When it’s time, you’ll be led back to the main building for a tea service in a private room overlooking a beautiful tea garden that you’re also welcome to stroll in. The tea is infused with enzymes designed to aid digestion and mirror the experience your skin will have in the forthcoming cedar enzyme bath.

Next, we had massages in the couples room, a quiet space where two therapists work in harmony on your respective sore muscles, tailoring the treatment to your specific needs. There are also outdoor pagodas available for massage therapy, a good option on warmer days. Our massage therapists were especially attuned not only to what we reported our bodies needed, but also what they sensed through their own intuitive assessment.

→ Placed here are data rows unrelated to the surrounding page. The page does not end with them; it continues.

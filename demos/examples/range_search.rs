// Copyright 2025 the Spatialq Authors
// SPDX-License-Identifier: Apache-2.0 OR MIT

//! Range search.
//!
//! Build a point tree and run the same rectangle queries on both engines.
//!
//! Run:
//! - `cargo run -p spatialq_demos --example range_search`
//! - `RUST_LOG=spatialq=debug cargo run -p spatialq_demos --example range_search`

use kurbo::{Point, Rect};
use spatialq::{DepthFirst, Device, DeviceConfig, RegisterBreadthFirst, Strict};
use spatialq_points::{PointTree, RangeQuery};
use tracing_subscriber::EnvFilter;

fn main() {
    tracing_subscriber::fmt()
        .with_env_filter(
            EnvFilter::try_from_default_env().unwrap_or_else(|_| EnvFilter::new("info")),
        )
        .init();

    // A 40x40 grid with unit spacing.
    let points: Vec<Point> = (0..40)
        .flat_map(|y| (0..40).map(move |x| Point::new(f64::from(x), f64::from(y))))
        .collect();
    let tree = PointTree::new(&points);
    println!("tree: {tree:?}");

    let rects = [
        Rect::new(0.0, 0.0, 2.0, 2.0),
        Rect::new(10.5, 10.5, 12.5, 20.5),
        Rect::new(-5.0, -5.0, 100.0, 0.0),
    ];

    let device = Device::new(DeviceConfig::default()).unwrap();

    let dfs = RangeQuery::new(rects);
    device
        .launch(&DepthFirst::<Strict>::new(), &tree, &dfs)
        .unwrap();

    // A frontier of 8 nodes is too narrow for the long strip in the third query.
    let bfs = RangeQuery::new(rects);
    device
        .launch(&RegisterBreadthFirst::<8>::new(), &tree, &bfs)
        .unwrap();

    let results = dfs.into_results().into_iter().zip(bfs.into_results());
    for (q, (d, b)) in results.enumerate() {
        println!(
            "query {q} {:?}: dfs {} hits, bfs {} hits",
            rects[q],
            d.len(),
            b.len()
        );
        let first: Vec<Point> = d
            .iter()
            .take(4)
            .map(|&i| points[tree.original_index(i)])
            .collect();
        println!("  first hits: {first:?}");
        assert!(b.iter().all(|i| d.contains(i)), "bfs hits are a subset");
    }
}
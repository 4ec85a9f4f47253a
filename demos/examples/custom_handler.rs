// Copyright 2025 the Spatialq Authors
// SPDX-License-Identifier: Apache-2.0 OR MIT

//! Custom breadth-first handler.
//!
//! Sorted 1D positions with min/max nodes. Every particle looks for neighbours within a
//! radius, one query per particle, and the handler reports when its bounded frontier
//! had to drop selections.
//!
//! Run:
//! - `cargo run -p spatialq_demos --example custom_handler`

use std::sync::atomic::{AtomicUsize, Ordering};

use spatialq::{
    BfsHandler, Device, DeviceConfig, FlatTree, KernelArgs, NodeBatch, ParticleBatch,
    ParticleTree, QueryHandler, RegisterBreadthFirst,
};
use tracing_subscriber::EnvFilter;

type Line = FlatTree<f64, f64, f64>;

struct Neighbours {
    centres: Vec<f64>,
    radius: f64,
    counts: Vec<AtomicUsize>,
    saturated: AtomicUsize,
}

impl QueryHandler<Line> for Neighbours {
    type State = (f64, usize);

    fn num_independent_queries(&self) -> usize {
        self.centres.len()
    }

    fn push_arguments(&self, args: &mut KernelArgs) {
        args.push_buffer("centres", self.centres.len())
            .push_buffer("neighbour_counts", self.counts.len());
    }

    fn at_query_init(&self, query_id: usize) -> Self::State {
        (self.centres[query_id], 0)
    }

    fn at_query_exit(&self, query_id: usize, (_, count): Self::State) {
        self.counts[query_id].store(count, Ordering::Relaxed);
    }
}

impl BfsHandler<Line> for Neighbours {
    fn select_nodes<const MAX: usize>(
        &self,
        (centre, _): &mut Self::State,
        batch: &mut NodeBatch<'_, Line, MAX>,
    ) {
        let (lo, hi) = (*centre - self.radius, *centre + self.radius);
        let mut selected = 0;
        for c in 0..batch.available_children() {
            let node = batch.load_node(c);
            if *node.value0 <= hi && *node.value1 >= lo {
                batch.select(c);
                selected += 1;
            }
        }
        if selected > batch.capacity() {
            self.saturated.fetch_add(1, Ordering::Relaxed);
        }
    }

    fn process_particles<const MAX: usize>(
        &self,
        (centre, count): &mut Self::State,
        batch: &ParticleBatch<'_, Line, MAX>,
    ) {
        *count += batch
            .iter()
            .filter(|(_, x)| (**x - *centre).abs() <= self.radius)
            .count();
    }
}

fn main() {
    tracing_subscriber::fmt()
        .with_env_filter(
            EnvFilter::try_from_default_env().unwrap_or_else(|_| EnvFilter::new("info")),
        )
        .init();

    // Dense on the left, sparse on the right.
    let positions: Vec<f64> = (0..2000).map(|i| (f64::from(i) / 40.0).powi(2)).collect();
    let tree: Line = FlatTree::build(
        positions,
        |&x| (x, x),
        |(a0, a1), (b0, b1)| (a0.min(*b0), a1.max(*b1)),
    );

    let neighbours = Neighbours {
        centres: tree.particles().to_vec(),
        radius: 1.0,
        counts: (0..tree.len()).map(|_| AtomicUsize::new(0)).collect(),
        saturated: AtomicUsize::new(0),
    };

    let device = Device::new(DeviceConfig::default().with_max_global_size(1024)).unwrap();
    device
        .launch(&RegisterBreadthFirst::<16>::new(), &tree, &neighbours)
        .unwrap();

    let counts: Vec<usize> = neighbours
        .counts
        .iter()
        .map(|c| c.load(Ordering::Relaxed))
        .collect();
    println!("neighbours of particle 0: {}", counts[0]);
    println!("neighbours of particle 1999: {}", counts[1999]);
    println!(
        "levels where the frontier dropped selections: {}",
        neighbours.saturated.load(Ordering::Relaxed)
    );
    for program in device.programs() {
        println!("program {} {:?}", program.entry_point, program.constants);
    }
}
// Copyright 2025 the Spatialq Authors
// SPDX-License-Identifier: Apache-2.0 OR MIT

//! Tree collaborator contract and a flat, array-backed implementation.

use alloc::vec;
use alloc::vec::Vec;
use core::fmt::Debug;

use crate::key::{TreeKey, TreeShape};

/// Read access to a sorted particle tree, as consumed by the query engines.
///
/// The engines only ever read these buffers. Node attribute arrays have
/// [`TreeShape::num_nodes`] entries and are indexed by [`TreeShape::node_index`];
/// particles are indexed by their leaf-level local node id.
pub trait ParticleTree: Sync {
    /// Particle record.
    type Particle: Sync;
    /// First node attribute (e.g. bounding box min corner).
    type Node0: Sync;
    /// Second node attribute (e.g. bounding box max corner).
    type Node1: Sync;

    /// Sorted particles; `shape().num_particles()` entries.
    fn particles(&self) -> &[Self::Particle];

    /// First node attribute array.
    fn node_values0(&self) -> &[Self::Node0];

    /// Second node attribute array.
    fn node_values1(&self) -> &[Self::Node1];

    /// Real and padded counts.
    fn shape(&self) -> TreeShape;
}

/// A particle tree stored in three flat arrays.
#[derive(Clone)]
pub struct FlatTree<P, N0, N1> {
    particles: Vec<P>,
    node_values0: Vec<N0>,
    node_values1: Vec<N1>,
    shape: TreeShape,
}

impl<P, N0, N1> FlatTree<P, N0, N1>
where
    N0: Clone + Default,
    N1: Clone + Default,
{
    /// Build node attributes bottom-up over already sorted particles.
    ///
    /// `leaf` computes the attribute pair of a single particle and `merge` combines the
    /// pairs of two sibling subtrees. A node whose right subtree is padding copies the
    /// pair of its left child. Padding nodes keep `Default` values; the engines never
    /// read them.
    pub fn build<F, M>(particles: Vec<P>, mut leaf: F, mut merge: M) -> Self
    where
        F: FnMut(&P) -> (N0, N1),
        M: FnMut((&N0, &N1), (&N0, &N1)) -> (N0, N1),
    {
        let shape = TreeShape::for_particles(particles.len());
        let mut node_values0 = vec![N0::default(); shape.num_nodes()];
        let mut node_values1 = vec![N1::default(); shape.num_nodes()];

        for level in (0..shape.particle_level()).rev() {
            for id in 0..TreeKey::num_nodes(level) {
                let key = TreeKey::new(level, id);
                if !shape.is_used(key) {
                    continue;
                }
                let left = key.children_begin();
                let right = key.children_last();
                let (v0, v1) = if level + 1 == shape.particle_level() {
                    let l = leaf(&particles[left.local_node_id]);
                    if shape.is_used(right) {
                        let r = leaf(&particles[right.local_node_id]);
                        merge((&l.0, &l.1), (&r.0, &r.1))
                    } else {
                        l
                    }
                } else {
                    let li = shape.node_index(left);
                    if shape.is_used(right) {
                        let ri = shape.node_index(right);
                        merge(
                            (&node_values0[li], &node_values1[li]),
                            (&node_values0[ri], &node_values1[ri]),
                        )
                    } else {
                        (node_values0[li].clone(), node_values1[li].clone())
                    }
                };
                let idx = shape.node_index(key);
                node_values0[idx] = v0;
                node_values1[idx] = v1;
            }
        }

        Self {
            particles,
            node_values0,
            node_values1,
            shape,
        }
    }
}

impl<P, N0, N1> FlatTree<P, N0, N1> {
    /// Whether the tree holds no particles.
    pub fn is_empty(&self) -> bool {
        self.particles.is_empty()
    }

    /// Number of real particles.
    pub fn len(&self) -> usize {
        self.particles.len()
    }

    /// Attribute pair of a used internal node.
    pub fn node(&self, key: TreeKey) -> Option<(&N0, &N1)> {
        if key.level >= self.shape.particle_level() || !self.shape.is_used(key) {
            return None;
        }
        let idx = self.shape.node_index(key);
        Some((&self.node_values0[idx], &self.node_values1[idx]))
    }
}

impl<P: Sync, N0: Sync, N1: Sync> ParticleTree for FlatTree<P, N0, N1> {
    type Particle = P;
    type Node0 = N0;
    type Node1 = N1;

    fn particles(&self) -> &[P] {
        &self.particles
    }

    fn node_values0(&self) -> &[N0] {
        &self.node_values0
    }

    fn node_values1(&self) -> &[N1] {
        &self.node_values1
    }

    fn shape(&self) -> TreeShape {
        self.shape
    }
}

impl<P, N0, N1> Debug for FlatTree<P, N0, N1> {
    fn fmt(&self, f: &mut core::fmt::Formatter<'_>) -> core::fmt::Result {
        f.debug_struct("FlatTree")
            .field("num_particles", &self.shape.num_particles())
            .field(
                "effective_num_particles",
                &self.shape.effective_num_particles(),
            )
            .field("effective_num_levels", &self.shape.effective_num_levels())
            .finish_non_exhaustive()
    }
}

/// Interval tree over sorted integers, used by tests across the crate.
#[cfg(test)]
pub(crate) type IntervalTree = FlatTree<u32, u32, u32>;

#[cfg(test)]
pub(crate) fn interval_tree(n: u32) -> IntervalTree {
    FlatTree::build(
        (0..n).map(|v| v * 10).collect(),
        |p| (*p, *p),
        |l, r| ((*l.0).min(*r.0), (*l.1).max(*r.1)),
    )
}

After the deeply relaxing massage, we took a break for lunch, which was a generous salad of local greens and an egg, served at a picnic table by the creek.

Lunch by the creek at Osmosis Day Spa. Photo by Kim Westerman

Lunch by the creek at Osmosis Day Spa. Photo by Kim Westerman

At last, the main event: the cedar enzyme bath, a therapeutic treatment from Japan that is the only one of its kind in North America. Wooden boxes hold the deeply aromatic mixture of ground cedar and rice bran, infused with enzymes created by a biological catalyst imported from Japan that triggers fermentation, hence the steam rising from the “bath,” which is, actually, not wet, but rather humid from perpetual fermentation. And warm. Perfectly, relaxingly warm.

The cedar enzyme bath is the only one of its kind in North America. Photo by Kim Westerman

The cedar enzyme bath is the only one of its kind in North America. Photo by Kim Westerman

The cedar enzyme bath takes about 30 minutes, all told, and an attendant walks you through the process, coming in periodically to wipe your face with a cool cloth and give you a sip of water (as your hands are buried in the mixture). Then, she brushes your skin off with a little broom—yes, a broom!—before leading you into the adjacent shower.

So relaxing was our time at Osmosis that it seemed like a crime to get in the car and drive back to reality. But it’s a comfort to know that this sanctuary is always there.